● Exercise description
Please filter the entries and return only the lines that include "observers".

● Materials provided
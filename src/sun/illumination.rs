use nalgebra::Vector3;

use crate::constants::{Kilometer, EARTH_MEAN_RADIUS};

/// Whether a satellite is lit by the Sun, using a cylindrical Earth shadow.
///
/// The shadow is an infinite cylinder of radius [`EARTH_MEAN_RADIUS`] extending from the Earth
/// away from the Sun. No penumbra, no oblateness.
///
/// Arguments
/// -----------------
/// * `satellite`: satellite position, km, Earth-centered inertial frame.
/// * `sun`: Sun position at the same instant, same frame (see
///   [`sun_position`](crate::sun::ephemeris::sun_position)).
///
/// Return
/// ----------
/// * `true` if the satellite is sunlit, `false` if it sits inside the shadow cylinder.
pub fn is_sunlit(satellite: &Vector3<f64>, sun: &Vector3<f64>) -> bool {
    // sun-facing hemisphere: the Earth cannot be in the way
    if satellite.dot(sun) > 0.0 {
        return true;
    }

    shadow_axis_distance(satellite, sun) > EARTH_MEAN_RADIUS
}

/// Distance from the satellite to the Earth–Sun line, in kilometers.
fn shadow_axis_distance(satellite: &Vector3<f64>, sun: &Vector3<f64>) -> Kilometer {
    let sun_norm = sun.norm();
    if sun_norm == 0.0 {
        return satellite.norm();
    }
    let sun_dir = sun / sun_norm;
    let parallel = satellite.dot(&sun_dir);
    (satellite - parallel * sun_dir).norm()
}

#[cfg(test)]
mod illumination_test {
    use super::*;
    use crate::constants::AU;

    #[test]
    fn test_sun_facing_side_is_always_lit() {
        let sun = Vector3::new(AU, 0.0, 0.0);
        for &r in &[1.0, 100.0, 6371.0, 7000.0, 42_164.0] {
            assert!(is_sunlit(&Vector3::new(r, 0.0, 0.0), &sun));
            assert!(is_sunlit(&Vector3::new(r * 0.1, r, -r), &sun));
        }
    }

    #[test]
    fn test_behind_earth_is_shadowed() {
        let sun = Vector3::new(AU, 0.0, 0.0);
        assert!(!is_sunlit(&Vector3::new(-6771.0, 0.0, 0.0), &sun));
        assert!(!is_sunlit(&Vector3::new(-42_164.0, 3000.0, 3000.0), &sun));
    }

    #[test]
    fn test_night_side_outside_cylinder_is_lit() {
        let sun = Vector3::new(0.0, AU, 0.0);
        // behind the Earth but 7000 km off the shadow axis
        assert!(is_sunlit(&Vector3::new(7000.0, -500.0, 0.0), &sun));
        assert!(is_sunlit(&Vector3::new(0.0, -20_000.0, 6400.0), &sun));
        assert!(!is_sunlit(&Vector3::new(0.0, -20_000.0, 6300.0), &sun));
    }

    #[test]
    fn test_terminator_plane() {
        // dot product exactly zero falls through to the cylinder test
        let sun = Vector3::new(AU, 0.0, 0.0);
        assert!(is_sunlit(&Vector3::new(0.0, 6771.0, 0.0), &sun));
        assert!(!is_sunlit(&Vector3::new(0.0, 6000.0, 0.0), &sun));
    }
}
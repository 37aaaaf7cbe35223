//! # passwatch
//!
//! Visible-pass prediction for Earth-orbiting satellites.
//!
//! Given a propagator ([`propagator::StateSource`]), a ground [`observers::Observer`] and a start
//! instant, [`passes::scanner::compute_passes`] samples the satellite over a time window and
//! returns every rise-to-set [`passes::Pass`], annotated with the intervals during which the
//! satellite is sunlit over a dark sky, a 0–100 quality score and a brightness class.
//!
//! Orbit propagation itself is out of scope: the crate only consumes inertial positions.
pub mod constants;
pub mod conversion;
pub mod ground_track;
pub mod observers;
pub mod passes;
pub mod passwatch_errors;
pub mod propagator;
pub mod scan_config;
pub mod sun;
pub mod time;
pub mod topocentric;

pub use observers::Observer;
pub use passes::scanner::{compute_passes, PassScanner};
pub use passes::Pass;
pub use passwatch_errors::PasswatchError;
pub use propagator::{SatelliteState, StateSource};
pub use scan_config::ScanConfig;
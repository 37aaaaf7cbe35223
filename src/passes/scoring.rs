//! # Pass scoring and brightness labels
//!
//! Pure heuristics turning the geometry of a pass into something a person can rank:
//!
//! | term | weight | saturates at |
//! |---|---|---|
//! | elevation `min(el / 90, 1)` | 50 | 90° |
//! | duration `min(d / 600, 1)` | 30 | 10 minutes |
//! | darkness `clamp((-sun - 6) / 12, 0, 1)` | 20 | Sun at −18° |
//!
//! The brightness label uses the composite `el·0.7 + darkness·30` against the thresholds
//! 70 / 50 / 30. None of this is photometry: there is no magnitude model behind the labels.
use std::fmt;

use crate::constants::{Degree, Second};

/// Qualitative naked-eye brightness of a pass.
#[derive(Debug, Clone, Copy, PartialEq, Eq, PartialOrd, Ord, Hash)]
pub enum Brightness {
    Dim,
    Moderate,
    Bright,
    VeryBright,
}

impl Brightness {
    /// Display label, one of `"Very bright"`, `"Bright"`, `"Moderate"`, `"Dim"`.
    pub fn label(&self) -> &'static str {
        match self {
            Brightness::VeryBright => "Very bright",
            Brightness::Bright => "Bright",
            Brightness::Moderate => "Moderate",
            Brightness::Dim => "Dim",
        }
    }
}

impl fmt::Display for Brightness {
    fn fmt(&self, f: &mut fmt::Formatter<'_>) -> fmt::Result {
        f.write_str(self.label())
    }
}

/// Sky darkness in `[0, 1]`: 0 at civil twilight (−6°) or brighter, 1 from astronomical
/// night (−18°) down.
pub fn darkness(sun_altitude: Degree) -> f64 {
    ((-sun_altitude - 6.0) / 12.0).clamp(0.0, 1.0)
}

/// Score of a pass in `[0, 100]`.
///
/// Arguments
/// -----------------
/// * `max_elevation`: peak elevation of the pass, degrees.
/// * `duration`: rise-to-set duration, seconds.
/// * `sun_altitude`: observer-local Sun elevation at peak, degrees.
///
/// Return
/// ----------
/// * The rounded weighted sum of the elevation, duration and darkness terms. Out-of-range inputs
///   (negative elevation or duration) are clamped into `[0, 100]` after rounding.
pub fn score_pass(max_elevation: Degree, duration: Second, sun_altitude: Degree) -> u8 {
    let elevation_term = (max_elevation / 90.0).min(1.0) * 50.0;
    let duration_term = (duration / 600.0).min(1.0) * 30.0;
    let darkness_term = darkness(sun_altitude) * 20.0;

    // NaN saturates to 0 in the cast
    (elevation_term + duration_term + darkness_term)
        .round()
        .clamp(0.0, 100.0) as u8
}

/// Brightness label from peak elevation and Sun altitude at peak.
pub fn estimate_brightness(max_elevation: Degree, sun_altitude: Degree) -> Brightness {
    let composite = max_elevation * 0.7 + darkness(sun_altitude) * 30.0;

    if composite > 70.0 {
        Brightness::VeryBright
    } else if composite > 50.0 {
        Brightness::Bright
    } else if composite > 30.0 {
        Brightness::Moderate
    } else {
        Brightness::Dim
    }
}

● The completed task
//! Given a propagator ([`propagator::StateSource`]), a ground [`observers::Observer`] and a start
pub mod observers;
pub use observers::Observer;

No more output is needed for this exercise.